El aburrimiento procura hastío, somnolencia, queja y otras sensaciones de incómodas, pero también ideas geniales y ocurrencias. Veistroffer decidió dejarse llevar por la atracción de la carretera a modo de aquellos muchachos de la Generación Beat que retrató Jack Kerouac En el camino.

Para evitar el tedio, impulsado por una voluntad inquebrantable, férrea, el francés se puso una joroba de hielo en la nuca que mitigara los estragos del calor que tiene atrapado al Tour.

No le asustaba la soledad. Tampoco la distancia. El pasado noviembre pedaleó durante tres semanas en Tailandia para conocer el país con las alforjas repletas de curiosidad.

El francés contravino todos los manuales de estilo que rigen en la alta competición. Se encaró con ellos.
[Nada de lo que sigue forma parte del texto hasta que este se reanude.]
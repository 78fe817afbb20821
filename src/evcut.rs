//! Mechanism to apply cuts to recorded events

use crate::{
    cutexpr,
    cuttable::{BoundPair, CutTable, ResolvedCut},
    dataset::EventColumns,
    error::CutError,
    expr::{Binding, CompileError, CompiledExpr},
};

use std::collections::BTreeMap;

/// A named cut, ready to be applied to the events of a run
///
/// An event is kept if it passes every expression of the cut.
///
#[derive(Clone, Debug)]
pub struct EventCut {
    /// Name of the cut
    name: String,

    /// Source text and compiled form of each expression, in definition order
    expressions: Vec<(String, CompiledExpr)>,
}
//
impl EventCut {
    /// Render and compile a resolved cut against a set of event columns
    pub fn new(cut: &ResolvedCut, columns: &EventColumns) -> Result<Self, CutError> {
        let expressions = cutexpr::build_expressions(cut)?;
        Self::compile(&cut.name, expressions, &cut.bounds, columns)
    }

    /// Compile concrete expressions
    ///
    /// Identifiers are bound to event columns first, then to the `low` and
    /// `high` ends of the cut's bounds (spelled `symbol.low` and
    /// `symbol.high`). Anything else is an unknown variable.
    ///
    pub fn compile(
        name: &str,
        expressions: Vec<String>,
        bounds: &BTreeMap<String, BoundPair>,
        columns: &EventColumns,
    ) -> Result<Self, CutError> {
        let bind = |ident: &str| {
            if let Some(col) = columns.position(ident) {
                return Some(Binding::Column(col));
            }
            let (symbol, field) = ident.split_once('.')?;
            let pair = bounds.get(symbol)?;
            match field {
                "low" => Some(Binding::Scalar(pair.low)),
                "high" => Some(Binding::Scalar(pair.high)),
                _ => None,
            }
        };
        let expressions = expressions
            .into_iter()
            .map(|text| {
                let compiled = CompiledExpr::compile(&text, bind).map_err(|e| match e {
                    CompileError::Unknown(variable) => CutError::UnknownVariable {
                        cut: name.to_owned(),
                        name: variable,
                        expression: text.clone(),
                    },
                    CompileError::Syntax(message) => CutError::Syntax {
                        expression: text.clone(),
                        message,
                    },
                })?;
                Ok((text, compiled))
            })
            .collect::<Result<Vec<_>, CutError>>()?;
        Ok(Self {
            name: name.to_owned(),
            expressions,
        })
    }

    /// Name of the cut
    pub fn name(&self) -> &str {
        &self.name
    }

    /// Source text of the expressions of the cut
    pub fn expressions(&self) -> impl Iterator<Item = &str> {
        self.expressions.iter().map(|(text, _)| text.as_str())
    }

    /// Decide whether an event passes the cut or should be rejected
    pub fn keep(&self, columns: &EventColumns, event: usize) -> bool {
        self.expressions
            .iter()
            .all(|(_, expr)| expr.eval(columns, event))
    }

    /// Compute the pass/fail decision of every event
    pub fn mask(&self, columns: &EventColumns) -> Vec<bool> {
        (0..columns.num_events())
            .map(|event| self.keep(columns, event))
            .collect()
    }
}

/// Every cut of a run, compiled together
///
/// Compiling all cuts up front means that a misconfigured cut is reported
/// before any event is filtered.
///
#[derive(Debug)]
pub struct CutSet {
    cuts: Vec<EventCut>,
}
//
impl CutSet {
    /// Compile all cuts of a cut table
    pub fn compile(table: &CutTable, columns: &EventColumns) -> Result<Self, CutError> {
        let cuts = table
            .iter()
            .map(|cut| EventCut::new(cut, columns))
            .collect::<Result<Vec<_>, _>>()?;
        for cut in &cuts {
            log::info!("Cut {}:", cut.name());
            for expression in cut.expressions() {
                log::info!("    {}", expression);
            }
        }
        Ok(Self { cuts })
    }

    /// Access a compiled cut by name
    pub fn get(&self, name: &str) -> Option<&EventCut> {
        self.cuts.iter().find(|cut| cut.name() == name)
    }
}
Cuando Veistroffer expresó su rebeldía con la agitación de la bandera de salida, el pelotón, que pensaba en el esprint, elevó un ceja de condescendencia.

Tour de Francia

Quinta etapa

1. Olav Kooij (Decathlon) 3h29:07

2. Max Kanter (Astana) m.t.

3. Tim Merlier (Soudal) m.t.

4. Huub Artz (Lotto) m.t.

5. Jasper Philipsen (Alpecin) m.t.

6. Biniam Girmay (NSN) m.t.

7. Mads Pedersen (Lidl) m.t.

68. Ion Izagirre (Cofidis) m.t.

83. Xabier Mikel Azparren (Q 36.5) a 47’’

144. Alex Aranburu (Cofidis) a 2:35

General

1. Torstein Træen (Uno-X) 16h32:07

2. Sean Quinn (Education First) a 28’’

3. Mathias Vacek (Lidl) a 3:50

4. Tadej Pogacar (UAE) a 7:53

5. Jonas Vingegaard (Visma) m.t.

6. Ramses Debruyne (Alpecin) a 8:06

7. Remco Evenepoel (Red Bull) a 8:16

30. Ion Izagirre (Cofidis) a 13:28

80. Alex Aranburu (Cofidis) a 39:55

117. Xabier Mikel Azparren (Q 36.5) a 49:50

El engranaje de los equipos de los velocistas frente a un hombre solo. Juego de niños. O no. El francés no tenía ninguna intención de dimitir. Les exigiría al máximo. Más hielo. Es la guerra.

Después de 130 kilómetros en fuga, la Côte de Baleix era un coloso infinito para el francés. Paret-Peintre, Wrigth y Asgreen fueron en su busca. El grupo les veía estirando la vista unos metros. Absorbieron a todos antes de acceder al callejero de Pau.

Quienes no tenían intención de entrar en la rueda del esprint, trataron de ahorrar energía al máximo, mantenerse en un duermevela, en letargo.

A la espera de los Pirineos

Después de cuatro jornadas adrenalíticas, que exudaban frenesí, y con el desafío pirenaico, Tourmalet mediante, de la siguiente jornada en el horizonte y en la mente, se impuso la respiración lenta.

Laminados los físicos y ante la perspectiva de una etapa montañosa que puede ser una autopsia que evidencie los apuntes que ha dejado el Tour entre los jerarcas, con Pogacar luciéndose, la prudencia marcaba el paso. Torstein Træen, el líder, se instaló en la comodidad.

Las cumbres de los Pirineos, una etapa con las subidas a Côte de Loucrup, Côte de Mauvenzin, Col d’Aspin (12 km al 6,5&), la aparición del mítico Tourmalet (17,1 km al 7,3%) y la ascensión final a Gavarnie Gèdre (18,7 km al 3,7 %) determinarán el futuro inmediato del Tour para los patricios, que no podrán esconderse después de que un Quijote anunciara a Kooij.